Start of DATA TO PROCESS

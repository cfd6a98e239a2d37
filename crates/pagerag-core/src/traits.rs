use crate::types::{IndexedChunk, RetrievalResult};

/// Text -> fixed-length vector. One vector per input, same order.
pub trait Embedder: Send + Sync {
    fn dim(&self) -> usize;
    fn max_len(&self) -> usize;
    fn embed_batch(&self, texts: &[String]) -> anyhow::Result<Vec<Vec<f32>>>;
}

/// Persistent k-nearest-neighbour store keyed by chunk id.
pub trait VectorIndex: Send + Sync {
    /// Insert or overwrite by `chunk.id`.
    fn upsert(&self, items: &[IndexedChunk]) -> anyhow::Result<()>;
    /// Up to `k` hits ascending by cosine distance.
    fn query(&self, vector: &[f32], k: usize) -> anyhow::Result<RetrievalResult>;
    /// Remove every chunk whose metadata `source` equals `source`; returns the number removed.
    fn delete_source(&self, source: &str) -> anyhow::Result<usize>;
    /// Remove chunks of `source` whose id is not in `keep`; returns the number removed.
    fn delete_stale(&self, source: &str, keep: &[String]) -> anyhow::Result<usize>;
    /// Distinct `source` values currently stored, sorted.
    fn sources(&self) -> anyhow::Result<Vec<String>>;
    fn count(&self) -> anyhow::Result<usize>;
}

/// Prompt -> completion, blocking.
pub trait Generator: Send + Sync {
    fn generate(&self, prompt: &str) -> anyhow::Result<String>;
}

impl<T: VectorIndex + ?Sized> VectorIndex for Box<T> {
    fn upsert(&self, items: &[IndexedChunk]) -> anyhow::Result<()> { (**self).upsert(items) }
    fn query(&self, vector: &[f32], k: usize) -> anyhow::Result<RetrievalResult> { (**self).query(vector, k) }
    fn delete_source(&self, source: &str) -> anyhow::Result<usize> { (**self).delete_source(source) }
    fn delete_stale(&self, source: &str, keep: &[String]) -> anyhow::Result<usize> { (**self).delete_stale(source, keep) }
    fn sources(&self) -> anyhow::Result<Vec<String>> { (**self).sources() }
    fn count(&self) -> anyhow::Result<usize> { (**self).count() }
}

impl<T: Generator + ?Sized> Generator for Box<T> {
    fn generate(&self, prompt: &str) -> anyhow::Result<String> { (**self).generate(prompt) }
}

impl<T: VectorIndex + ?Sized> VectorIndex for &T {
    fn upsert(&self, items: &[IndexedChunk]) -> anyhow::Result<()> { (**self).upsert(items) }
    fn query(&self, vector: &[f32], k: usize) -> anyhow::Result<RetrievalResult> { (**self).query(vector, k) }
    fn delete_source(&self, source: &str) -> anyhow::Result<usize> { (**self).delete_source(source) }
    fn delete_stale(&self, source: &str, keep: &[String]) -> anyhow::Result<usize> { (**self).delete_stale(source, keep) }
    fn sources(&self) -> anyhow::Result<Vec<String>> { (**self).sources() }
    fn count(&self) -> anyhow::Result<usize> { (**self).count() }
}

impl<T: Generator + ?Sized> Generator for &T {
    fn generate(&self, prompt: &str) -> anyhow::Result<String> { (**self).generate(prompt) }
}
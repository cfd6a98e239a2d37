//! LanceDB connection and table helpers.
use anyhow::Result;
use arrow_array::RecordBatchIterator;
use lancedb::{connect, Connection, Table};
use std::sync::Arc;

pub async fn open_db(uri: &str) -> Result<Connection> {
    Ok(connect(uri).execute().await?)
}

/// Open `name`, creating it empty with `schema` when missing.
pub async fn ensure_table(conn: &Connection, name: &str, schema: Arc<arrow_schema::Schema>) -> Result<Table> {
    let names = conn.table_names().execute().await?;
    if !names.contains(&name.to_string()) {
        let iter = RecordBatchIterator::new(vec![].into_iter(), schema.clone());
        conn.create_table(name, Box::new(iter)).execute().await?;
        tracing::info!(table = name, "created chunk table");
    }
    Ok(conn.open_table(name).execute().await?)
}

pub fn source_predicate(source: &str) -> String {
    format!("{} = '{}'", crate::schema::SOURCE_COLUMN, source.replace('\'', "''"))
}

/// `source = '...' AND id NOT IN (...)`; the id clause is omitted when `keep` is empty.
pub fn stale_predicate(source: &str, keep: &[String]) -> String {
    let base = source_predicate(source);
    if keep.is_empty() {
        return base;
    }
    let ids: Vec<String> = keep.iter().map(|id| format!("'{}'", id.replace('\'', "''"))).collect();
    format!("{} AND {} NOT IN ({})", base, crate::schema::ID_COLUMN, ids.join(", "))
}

End of DATA TO PROCESS

WHAT THE TASK ASKS
Reprint the entire listing exactly.

ANSWER SPACE
repository cfd6a98e239a2d37
filename crates/pagerag-core/src/traits.rs
use crate::types::{IndexedChunk, RetrievalResult};

/// Text -> fixed-length vector. One vector per input, same order.
pub trait Embedder: Send + Sync {
    fn dim(&self) -> usize;
    fn max_len(&self) -> usize;
    fn embed_batch(&self, texts: &[String]) -> anyhow::Result<Vec<Vec<f32>>>;
}

/// Persistent k-nearest-neighbour store keyed by chunk id.
pub trait VectorIndex: Send + Sync {
    /// Insert or overwrite by `chunk.id`.
    fn upsert(&self, items: &[IndexedChunk]) -> anyhow::Result<()>;
    /// Up to `k` hits ascending by cosine distance.
    fn query(&self, vector: &[f32], k: usize) -> anyhow::Result<RetrievalResult>;
    /// Remove every chunk whose metadata `source` equals `source`; returns the number removed.
    fn delete_source(&self, source: &str) -> anyhow::Result<usize>;
    /// Remove chunks of `source` whose id is not in `keep`; returns the number removed.
    fn delete_stale(&self, source: &str, keep: &[String]) -> anyhow::Result<usize>;
    /// Distinct `source` values currently stored, sorted.
    fn sources(&self) -> anyhow::Result<Vec<String>>;
    fn count(&self) -> anyhow::Result<usize>;
}

/// Prompt -> completion, blocking.
pub trait Generator: Send + Sync {
    fn generate(&self, prompt: &str) -> anyhow::Result<String>;
}

impl<T: VectorIndex + ?Sized> VectorIndex for Box<T> {
    fn upsert(&self, items: &[IndexedChunk]) -> anyhow::Result<()> { (**self).upsert(items) }
    fn query(&self, vector: &[f32], k: usize) -> anyhow::Result<RetrievalResult> { (**self).query(vector, k) }
    fn delete_source(&self, source: &str) -> anyhow::Result<usize> { (**self).delete_source(source) }
    fn delete_stale(&self, source: &str, keep: &[String]) -> anyhow::Result<usize> { (**self).delete_stale(source, keep) }
    fn sources(&self) -> anyhow::Result<Vec<String>> { (**self).sources() }
    fn count(&self) -> anyhow::Result<usize> { (**self).count() }
}

impl<T: Generator + ?Sized> Generator for Box<T> {
    fn generate(&self, prompt: &str) -> anyhow::Result<String> { (**self).generate(prompt) }
}

impl<T: VectorIndex + ?Sized> VectorIndex for &T {
    fn upsert(&self, items: &[IndexedChunk]) -> anyhow::Result<()> { (**self).upsert(items) }
    fn query(&self, vector: &[f32], k: usize) -> anyhow::Result<RetrievalResult> { (**self).query(vector, k) }
    fn delete_source(&self, source: &str) -> anyhow::Result<usize> { (**self).delete_source(source) }
    fn delete_stale(&self, source: &str, keep: &[String]) -> anyhow::Result<usize> { (**self).delete_stale(source, keep) }
    fn sources(&self) -> anyhow::Result<Vec<String>> { (**self).sources() }
    fn count(&self) -> anyhow::Result<usize> { (**self).count() }
}

impl<T: Generator + ?Sized> Generator for &T {
    fn generate(&self, prompt: &str) -> anyhow::Result<String> { (**self).generate(prompt) }
}
repository cfd6a98e239a2d37
//! LanceDB connection and table helpers.
use anyhow::Result;
use arrow_array::RecordBatchIterator;
use lancedb::{connect, Connection, Table};
use std::sync::Arc;

pub async fn open_db(uri: &str) -> Result<Connection> {
    Ok(connect(uri).execute().await?)
}

/// Open `name`, creating it empty with `schema` when missing.
pub async fn ensure_table(conn: &Connection, name: &str, schema: Arc<arrow_schema::Schema>) -> Result<Table> {
    let names = conn.table_names().execute().await?;
    if !names.contains(&name.to_string()) {
        let iter = RecordBatchIterator::new(vec![].into_iter(), schema.clone());
        conn.create_table(name, Box::new(iter)).execute().await?;
        tracing::info!(table = name, "created chunk table");
    }
    Ok(conn.open_table(name).execute().await?)
}

pub fn source_predicate(source: &str) -> String {
    format!("{} = '{}'", crate::schema::SOURCE_COLUMN, source.replace('\'', "''"))
}

/// `source = '...' AND id NOT IN (...)`; the id clause is omitted when `keep` is empty.
pub fn stale_predicate(source: &str, keep: &[String]) -> String {
    let base = source_predicate(source);
    if keep.is_empty() {
        return base;
    }
    let ids: Vec<String> = keep.iter().map(|id| format!("'{}'", id.replace('\'', "''"))).collect();
    format!("{} AND {} NOT IN ({})", base, crate::schema::ID_COLUMN, ids.join(", "))
}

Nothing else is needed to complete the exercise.